Dataset entries
——————————
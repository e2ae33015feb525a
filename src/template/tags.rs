//! One line of manifest markup per metadata value.

use crate::package::{Dependency, DependencyKind, Export, Person, Url};

/// `  <kind attr="v">name</kind>`; version attributes only for `*_depend` kinds.
pub fn depend_tag(kind: DependencyKind, dependency: &Dependency) -> String {
    let versions: String = if kind.carries_version() {
        dependency
            .version_constraints()
            .iter()
            .filter_map(|(key, value)| value.map(|v| format!(" {key}=\"{v}\"")))
            .collect()
    } else {
        String::new()
    };
    format!("  <{kind}{versions}>{}</{kind}>\n", dependency.name)
}

/// `  <role email="addr">name</role>`, without the attribute when there is no email.
pub fn person_tag(role: &str, person: &Person) -> String {
    let email = match &person.email {
        Some(address) => format!(" email=\"{address}\""),
        None => String::new(),
    };
    format!("  <{role}{email}>{}</{role}>\n", person.name)
}

pub fn license_tag(license: &str) -> String {
    format!("  <license>{license}</license>\n")
}

pub fn url_tag(url: &Url) -> String {
    let url_type = match &url.url_type {
        Some(t) => format!(" type=\"{t}\""),
        None => String::new(),
    };
    format!("    <url{url_type} >{}</url>\n", url.url)
}

/// Self-closing export tag, or `None` when the export carries content.
pub fn export_tag(export: &Export) -> Option<String> {
    if export.content.is_some() {
        return None;
    }
    let attributes: String =
        export.attributes.iter().map(|(k, v)| format!(" {k}=\"{v}\"")).collect();
    Some(format!("    <{}{attributes}/>\n", export.tagname))
}

#[cfg(test)]
mod tests {
    use super::*;

    #[test]
    fn depend_tag_lists_versions_in_fixed_order() {
        let dependency = Dependency {
            version_gte: Some("1.2.0".to_string()),
            version_lt: Some("2.0.0".to_string()),
            ..Dependency::new("roscpp")
        };
        assert_eq!(
            depend_tag(DependencyKind::BuildDepend, &dependency),
            "  <build_depend version_lt=\"2.0.0\" version_gte=\"1.2.0\">roscpp</build_depend>\n"
        );
    }

    #[test]
    fn conflict_tag_drops_versions() {
        let dependency =
            Dependency { version_eq: Some("0.1.0".to_string()), ..Dependency::new("old_pkg") };
        assert_eq!(
            depend_tag(DependencyKind::Conflict, &dependency),
            "  <conflict>old_pkg</conflict>\n"
        );
    }

    #[test]
    fn person_tag_with_and_without_email() {
        assert_eq!(person_tag("author", &Person::new("Bea")), "  <author>Bea</author>\n");
        let tag = person_tag("maintainer", &Person::with_email("Jo", "jo@example.com"));
        assert_eq!(tag, "  <maintainer email=\"jo@example.com\">Jo</maintainer>\n");
        assert_eq!(tag.matches("email=").count(), 1);
    }

    #[test]
    fn license_and_url_lines() {
        assert_eq!(license_tag("BSD"), "  <license>BSD</license>\n");
        assert_eq!(
            url_tag(&Url::new("http://wiki.ros.org/foo", Some("website"))),
            "    <url type=\"website\" >http://wiki.ros.org/foo</url>\n"
        );
        assert_eq!(url_tag(&Url::new("http://x.org", None)), "    <url >http://x.org</url>\n");
    }

    #[test]
    fn export_tag_renders_attributes() {
        let export = Export::new("test").with_attribute("lang", "python");
        assert_eq!(export_tag(&export).as_deref(), Some("    <test lang=\"python\"/>\n"));
        assert_eq!(export_tag(&Export::new("metapackage")).as_deref(), Some("    <metapackage/>\n"));
    }

    #[test]
    fn export_tag_keeps_repeated_attributes() {
        let export = Export::new("plugin").with_attribute("lang", "cpp").with_attribute("lang", "python");
        assert_eq!(
            export_tag(&export).as_deref(),
            Some("    <plugin lang=\"cpp\" lang=\"python\"/>\n")
        );
    }

    #[test]
    fn export_with_content_is_not_rendered() {
        let export = Export::new("rosdoc").with_content("config.yaml");
        assert!(export_tag(&export).is_none());
    }
}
——————————
What to produce> The records must be given again in full, exactly as shown.

Written reply>
repository e2ae33015feb525a
filename src/template/tags.rs
//! One line of manifest markup per metadata value.

use crate::package::{Dependency, DependencyKind, Export, Person, Url};

/// `  <kind attr="v">name</kind>`; version attributes only for `*_depend` kinds.
pub fn depend_tag(kind: DependencyKind, dependency: &Dependency) -> String {
    let versions: String = if kind.carries_version() {
        dependency
            .version_constraints()
            .iter()
            .filter_map(|(key, value)| value.map(|v| format!(" {key}=\"{v}\"")))
            .collect()
    } else {
        String::new()
    };
    format!("  <{kind}{versions}>{}</{kind}>\n", dependency.name)
}

/// `  <role email="addr">name</role>`, without the attribute when there is no email.
pub fn person_tag(role: &str, person: &Person) -> String {
    let email = match &person.email {
        Some(address) => format!(" email=\"{address}\""),
        None => String::new(),
    };
    format!("  <{role}{email}>{}</{role}>\n", person.name)
}

pub fn license_tag(license: &str) -> String {
    format!("  <license>{license}</license>\n")
}

pub fn url_tag(url: &Url) -> String {
    let url_type = match &url.url_type {
        Some(t) => format!(" type=\"{t}\""),
        None => String::new(),
    };
    format!("    <url{url_type} >{}</url>\n", url.url)
}

/// Self-closing export tag, or `None` when the export carries content.
pub fn export_tag(export: &Export) -> Option<String> {
    if export.content.is_some() {
        return None;
    }
    let attributes: String =
        export.attributes.iter().map(|(k, v)| format!(" {k}=\"{v}\"")).collect();
    Some(format!("    <{}{attributes}/>\n", export.tagname))
}

#[cfg(test)]
mod tests {
    use super::*;

    #[test]
    fn depend_tag_lists_versions_in_fixed_order() {
        let dependency = Dependency {
            version_gte: Some("1.2.0".to_string()),
            version_lt: Some("2.0.0".to_string()),
            ..Dependency::new("roscpp")
        };
        assert_eq!(
            depend_tag(DependencyKind::BuildDepend, &dependency),
            "  <build_depend version_lt=\"2.0.0\" version_gte=\"1.2.0\">roscpp</build_depend>\n"
        );
    }

    #[test]
    fn conflict_tag_drops_versions() {
        let dependency =
            Dependency { version_eq: Some("0.1.0".to_string()), ..Dependency::new("old_pkg") };
        assert_eq!(
            depend_tag(DependencyKind::Conflict, &dependency),
            "  <conflict>old_pkg</conflict>\n"
        );
    }

    #[test]
    fn person_tag_with_and_without_email() {
        assert_eq!(person_tag("author", &Person::new("Bea")), "  <author>Bea</author>\n");
        let tag = person_tag("maintainer", &Person::with_email("Jo", "jo@example.com"));
        assert_eq!(tag, "  <maintainer email=\"jo@example.com\">Jo</maintainer>\n");
        assert_eq!(tag.matches("email=").count(), 1);
    }

    #[test]
    fn license_and_url_lines() {
        assert_eq!(license_tag("BSD"), "  <license>BSD</license>\n");
        assert_eq!(
            url_tag(&Url::new("http://wiki.ros.org/foo", Some("website"))),
            "    <url type=\"website\" >http://wiki.ros.org/foo</url>\n"
        );
        assert_eq!(url_tag(&Url::new("http://x.org", None)), "    <url >http://x.org</url>\n");
    }

    #[test]
    fn export_tag_renders_attributes() {
        let export = Export::new("test").with_attribute("lang", "python");
        assert_eq!(export_tag(&export).as_deref(), Some("    <test lang=\"python\"/>\n"));
        assert_eq!(export_tag(&Export::new("metapackage")).as_deref(), Some("    <metapackage/>\n"));
    }

    #[test]
    fn export_tag_keeps_repeated_attributes() {
        let export = Export::new("plugin").with_attribute("lang", "cpp").with_attribute("lang", "python");
        assert_eq!(
            export_tag(&export).as_deref(),
            Some("    <plugin lang=\"cpp\" lang=\"python\"/>\n")
        );
    }

    #[test]
    fn export_with_content_is_not_rendered() {
        let export = Export::new("rosdoc").with_content("config.yaml");
        assert!(export_tag(&export).is_none());
    }
}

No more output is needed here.